Moreover, the situation worsened in 2022 because of the war in Ukraine. The conflict has led to food supply restrictions and price spikes, posing a serious threat to the most vulnerable people and countries around the world.
Where is world hunger concentrated?
In 2021, nearly 70% of people facing crisis levels of hunger were living in 10 countries: the Democratic Republic of the Congo, Afghanistan, Ethiopia, Yemen, Northern Nigeria, Syria, Sudan, South Sudan, Pakistan, and Haiti. In seven of these countries, conflict/insecurity was the main driver of the food crisis, among other causes.
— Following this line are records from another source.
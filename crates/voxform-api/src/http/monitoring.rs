//! Health check.

use std::sync::Arc;

use axum::{Json, extract::State};
use serde::{Deserialize, Serialize};

use crate::state::AppState;

#[derive(Debug, Clone, Serialize, Deserialize)]
pub struct HealthResponse {
    pub status: String,
    pub message: String,
    #[serde(rename = "openaiConfigured")]
    pub openai_configured: bool,
    pub version: String,
    pub uptime_seconds: u64,
}

/// `GET /api/health`
pub async fn health_check(State(state): State<Arc<AppState>>) -> Json<HealthResponse> {
    Json(HealthResponse {
        status: "ok".to_string(),
        message: "Voice AI server is running".to_string(),
        openai_configured: state.agent.is_configured(),
        version: env!("CARGO_PKG_VERSION").to_string(),
        uptime_seconds: state.uptime().as_secs(),
    })
}

#[cfg(test)]
mod tests {
    use super::*;

    #[test]
    fn test_health_response_field_names() {
        let response = HealthResponse {
            status: "ok".to_string(),
            message: "Voice AI server is running".to_string(),
            openai_configured: false,
            version: "0.1.0".to_string(),
            uptime_seconds: 3,
        };
        let json = serde_json::to_value(&response).unwrap();
        assert_eq!(json["openaiConfigured"], false);
        assert_eq!(json["uptime_seconds"], 3);
        assert!(json.get("openai_configured").is_none());
    }

    #[tokio::test]
    async fn test_health_check_reports_provider() {
        let state = Arc::new(AppState::default());
        let Json(response) = health_check(State(state)).await;
        assert_eq!(response.status, "ok");
        assert!(!response.openai_configured);
        assert_eq!(response.version, env!("CARGO_PKG_VERSION"));
    }
}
Mozambique, where Green Pedal is present, is 11th on the list. It is a low-income country experiencing a serious food deficit, with a largely rural population of 28 million people.
Mozambique ranked 181 of 189 countries in the 2020 Human Development Index, 103 out of 107 in the 2020 Global Hunger Index, and 127 out of 162 in the 2019 Gender Inequality Index.
How many people die of hunger everyday in the world?
According to a 2021 report from Oxfam, between 7,750 and 15,345 people die everyday of hunger and malnutrition.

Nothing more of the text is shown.